The importance of Col. Moore winning the battle is that the Confederacy didn’t have a free rein to do whatever they wanted. They could no longer recruit easily or get supplies easily. It really hampered what Greene needed to do to get to Sterling Price later to further the southern cause in the state of Missouri.”
Those attending the Battle of Athens Re-enactment will get to see the authentic recreation of the Battle of Athens. The battle lines will be very close to where they actually were at the time of the battle. Officials will interpret the battle as historically correct as they can.

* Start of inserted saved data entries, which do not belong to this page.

// SPDX-License-Identifier: MIT

use std::collections::BTreeSet;
use std::io::{Read, Seek, SeekFrom};

use petrifs::prelude::*;
use time::OffsetDateTime;

const BYTES_A: &[u8] = &[0x89, b'P', b'N', b'G', 0x0d, 0x0a, 0x1a, 0x0a];
const BYTES_B: &[u8] = &[0x89, b'P', b'N', b'G', 0xff];

fn epoch() -> FsConfig {
    FsConfig::with_mod_time(OffsetDateTime::UNIX_EPOCH)
}

fn scenario_fs() -> AssetFs<MemAccessor> {
    let acc = MemAccessor::new()
        .with("data/foo.txt", "hi")
        .with("data/img/a.png", BYTES_A)
        .with("data/img/b.png", BYTES_B);
    AssetFs::from_catalog(acc, &epoch()).expect("build failed")
}

fn child_set(entries: &[FileInfo]) -> BTreeSet<(String, bool)> {
    entries.iter().map(|e| (e.name.clone(), e.dir)).collect()
}

fn read_all(fs: &AssetFs<MemAccessor>, name: &str) -> Vec<u8> {
    let mut h = fs.open(name).expect("open failed");
    let mut out = Vec::new();
    h.read_to_end(&mut out).expect("read failed");
    out
}

#[test]
fn test_scenario_listing() {
    let fs = scenario_fs();
    let trie = fs.trie();

    assert_eq!(trie.child_names("data").unwrap(), ["foo.txt", "img"]);
    assert_eq!(trie.child_names("data/img").unwrap(), ["a.png", "b.png"]);
    assert_eq!(
        trie.list_children("data/foo.txt").unwrap_err(),
        TrieError::NotADirectory
    );
    assert_eq!(fs.open("missing/path").unwrap_err(), VfsError::NotExist);
}

#[test]
fn test_open_leaf_roundtrip() {
    let fs = scenario_fs();
    for (name, content) in [
        ("data/foo.txt", &b"hi"[..]),
        ("data/img/a.png", BYTES_A),
        ("data/img/b.png", BYTES_B),
    ] {
        let h = fs.open(name).unwrap();
        assert_eq!(h.stat().size, content.len() as u64, "{name}");
        assert_eq!(read_all(&fs, name), content, "{name}");
    }
}

#[test]
fn test_open_dir_readdir_all() {
    let fs = scenario_fs();
    let mut h = fs.open("data").unwrap();
    let got = child_set(h.readdir(0).unwrap());
    let want: BTreeSet<_> = [("foo.txt".to_string(), false), ("img".to_string(), true)]
        .into_iter()
        .collect();
    assert_eq!(got, want);
}

#[test]
fn test_readdir_pagination_visits_each_child_once() {
    let mut acc = MemAccessor::new();
    for i in 0..7 {
        acc.insert(format!("dir/f{i}.txt"), vec![i as u8]);
    }
    acc.insert("dir/sub/x", "x");
    let fs = AssetFs::from_catalog(acc, &epoch()).unwrap();

    let mut d = fs.open("dir").unwrap().into_dir().unwrap();
    let total = d.entries().len();
    assert_eq!(total, 8);

    let mut seen = BTreeSet::new();
    for _ in 0..total {
        let page = d.readdir(1);
        assert_eq!(page.len(), 1);
        assert!(seen.insert(page[0].name.clone()), "{} seen twice", page[0].name);
    }
    assert!(d.readdir(1).is_empty());
    assert!(d.is_exhausted());
    assert_eq!(d.next(), None);
}

#[test]
fn test_top_level_children_match_first_segments() {
    let names = ["a/x", "a/y/z", "b", "c/d/e/f", "c/g"];
    let mut acc = MemAccessor::new();
    for n in names {
        acc.insert(n, n.as_bytes());
    }
    let fs = AssetFs::from_catalog(acc, &epoch()).unwrap();

    let got: BTreeSet<String> = fs.read_dir("").unwrap().into_iter().map(|e| e.name).collect();
    let want: BTreeSet<String> = names
        .iter()
        .filter_map(|n| n.split('/').next())
        .map(str::to_string)
        .collect();
    assert_eq!(got, want);
}

#[test]
fn test_prefix_mount_matches_sub_trie() {
    let fs = scenario_fs();
    let mounted = AssetFs::from_catalog(
        fs.accessor().clone(),
        &epoch().set_prefix("/data/"),
    )
    .unwrap();

    for name in ["", "foo.txt", "img", "img/a.png", "img/b.png", "nope", "img/nope"] {
        let direct = fs.open(&format!("data/{name}"));
        let via_prefix = mounted.open(name);
        match (direct, via_prefix) {
            (Ok(a), Ok(b)) => {
                assert_eq!(a.stat(), b.stat(), "{name}");
            }
            (Err(a), Err(b)) => assert_eq!(a, b, "{name}"),
            (a, b) => panic!("{name}: {a:?} vs {b:?}"),
        }
    }
    assert_eq!(read_all(&mounted, "/img/a.png"), BYTES_A);
}

#[test]
fn test_conflicts_abort_construction() {
    for names in [["a", "a/b"], ["a/b", "a"]] {
        let mut acc = MemAccessor::new();
        for n in names {
            acc.insert(n, "x");
        }
        let err = AssetFs::builder(acc).names(names).build().unwrap_err();
        assert!(matches!(err, TrieError::PathConflict(_)), "{names:?}: {err:?}");
    }

    let err = AssetFs::builder(MemAccessor::new().with("a", "x"))
        .names(["a", "a"])
        .build()
        .unwrap_err();
    assert_eq!(err, TrieError::DuplicateAsset("a".into()));
}

#[test]
fn test_invalid_names_rejected() {
    for bad in ["", "/a", "a//b", "a/", "a/../b", "./a"] {
        let err = AssetFs::builder(MemAccessor::new())
            .name(bad)
            .build()
            .unwrap_err();
        assert!(matches!(err, TrieError::InvalidName(_)), "{bad:?}: {err:?}");
    }
}

#[test]
fn test_file_handle_offsets() {
    let fs = scenario_fs();
    let mut f = fs.open("data/img/a.png").unwrap().into_file().unwrap();
    let size = f.size();
    let mut buf = [0u8; 4];
    assert_eq!(f.read_at(size, &mut buf), 0);
    assert_eq!(f.read_at(size - 2, &mut buf), 2);
    assert!(f.seek(SeekFrom::Current(-1)).is_err());
    assert_eq!(f.seek(SeekFrom::Start(4)).unwrap(), 4);
    f.read_exact(&mut buf).unwrap();
    assert_eq!(buf, BYTES_A[4..8]);
}

#[test]
fn test_metadata_and_default_timestamp() {
    let modified = OffsetDateTime::from_unix_timestamp(1_600_000_000).unwrap();
    let mut acc = MemAccessor::new();
    acc.insert_with_meta("with_meta.txt", "abc", AssetMeta::new(0, modified).set_mode(0o600));
    acc.insert("plain.txt", "abcd");

    let fs = AssetFs::from_catalog(acc, &epoch()).unwrap();

    let info = fs.stat("with_meta.txt").unwrap();
    assert_eq!(info.modified, Some(modified));
    assert_eq!(info.size, 3);
    assert_eq!(info.perm(), 0o600);

    let info = fs.open("plain.txt").unwrap().stat();
    assert_eq!(info.modified, Some(OffsetDateTime::UNIX_EPOCH));
    assert_eq!(info.mode, DEFAULT_MODE);

    let root = fs.stat("/").unwrap();
    assert!(root.dir);
    assert_eq!(root.mode & DIR_MODE_FLAG, DIR_MODE_FLAG);
}

#[test]
fn test_error_display_chain() {
    let err = AssetError::from(VfsError::Access(AccessError::Read("bad header".into())));
    let text = err.to_string();
    assert!(text.contains("bad header"), "{text}");
    assert!(text.contains("caused by"), "{text}");
}

#[cfg(feature = "gzip")]
mod gzip {
    use super::*;
    use flate2::{Compression, write::GzEncoder};
    use std::io::Write;

    fn gz(data: &[u8]) -> &'static [u8] {
        let mut enc = GzEncoder::new(Vec::new(), Compression::best());
        enc.write_all(data).unwrap();
        Box::leak(enc.finish().unwrap().into_boxed_slice())
    }

    fn table() -> &'static [EmbeddedAsset] {
        let index = b"<!doctype html><title>petrify</title>".repeat(20);
        let rows = vec![
            EmbeddedAsset {
                name: "web/index.html",
                data: gz(&index),
                compressed: true,
                size: index.len() as u64,
                mode: 0o644,
                mod_time: 1_700_000_000,
            },
            EmbeddedAsset {
                name: "web/app.js",
                data: b"console.log(1)",
                compressed: false,
                size: 14,
                mode: 0o644,
                mod_time: 1_700_000_000,
            },
            EmbeddedAsset {
                name: "web/broken.css",
                data: b"\x1f\x8b not really",
                compressed: true,
                size: 9,
                mode: 0o644,
                mod_time: 0,
            },
        ];
        Box::leak(rows.into_boxed_slice())
    }

    #[test]
    fn test_static_table_serves_compressed_and_plain() {
        let fs = AssetFs::from_catalog(StaticAccessor::new(table()), &epoch().set_prefix("web"))
            .unwrap();

        let mut body = String::new();
        fs.open("index.html").unwrap().read_to_string(&mut body).unwrap();
        assert_eq!(body, "<!doctype html><title>petrify</title>".repeat(20));

        let info = fs.stat("index.html").unwrap();
        assert_eq!(info.size, body.len() as u64);
        assert_eq!(info.modified.map(|t| t.unix_timestamp()), Some(1_700_000_000));

        assert_eq!(&*fs.read("app.js").unwrap(), b"console.log(1)");
        assert_eq!(fs.names(), ["app.js", "broken.css", "index.html"]);
    }

    #[test]
    fn test_corrupt_gzip_is_access_error() {
        let fs = AssetFs::from_catalog(StaticAccessor::new(table()), &epoch()).unwrap();
        let err = fs.open("web/broken.css").unwrap_err();
        assert!(matches!(err, VfsError::Access(AccessError::Read(_))), "{err:?}");
        assert!(!err.is_not_exist());
    }

    #[test]
    fn test_preload_surfaces_corrupt_gzip() {
        let err = AssetFs::builder(StaticAccessor::new(table()))
            .catalog_names()
            .preload(true)
            .build()
            .unwrap_err();
        assert!(matches!(err, TrieError::Access(AccessError::Read(_))), "{err:?}");
    }
}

Over the past year Historic Site officials have discovered a great deal of information about the Battle as well as the town of Athens itself. According to Site Interpreter Jo Bryant, ” By using deeds and abstracts and the 1865 tax book as well as letters of those who gave accounts of the battle, it has revealed where the actual lines of the battle were. This information also gave us different perspectives on some of the buildings that were here in 1861 over those which may have been built later. For example the significance of the Mooreland Home was that the Honorable William Mooreland was suppose to take the west flank on the day of the battle. But we now know he was taken prisoner that morning so the attack on that flank failed, because those attacking did not know the lay of the land, although had Mooreland been there he would have. The battle lines are now known to have been on St. Louis Street as opposed to Spring Street. This put the troops directly in front of the Thome Benning House (Cannonball House). So the cannonball, which struck the home, was not some errant shot that hit the house by accident. Those troops that were stationed in Athens did not only affect Athens, as we now have discovered books from a store in Farmington that supplied the goods for Moore who was paying for them in Federal Script. There are also several places in the store’s books listing the Athens Military Hospital with the first entry being August 10th and it was here at least until October. There were also many prisoners taken and military tribunals held until the end of August. So a lot of prisoners were held here as well as taken to Keokuk. Moore was here until the beginning of October although he came and went quite a bit and used Athens as his base.”
During the re-enactment Union troops (Home Guard) will be stationed around and to the west of the Thome Benning House and Confederate (State Guard) troops will be in the field behind the French House. Aside from touring camps and watching the re-enactment there will be a great many sutlers on hand including: The Ladies Parlor – Pat Mullenix, Mad Jacks, Clancy’s, Dave Welter, Charles, Where the Flags Fly – Chris Ashley. Vendors will include: Betty Hauf, Gorsett Pottery, Mickey Keller, River Bend Soap Co, Steve Baker Ironworks, Rodney Harvey – Photography, Verna Gray – dolls & bonnets, Ramseys – Honey, Shepherd’s Way Arts & Crafts, Nadine Sheffield – Quilting, Brunk’s – Kettle Korn, American Legion – Potatoes & Hot Dogs, Kahoka Meat – Larry Young – Pulled Pork, Maid rites, slaw, baked beans and drinks.
Plan now on attending the 150th Anniversary of the Battle of Athens and watch history come alive before your very eyes as well as seeing the flag carried by Col. Martin Greene’s State Guard as it makes its first return to Athens.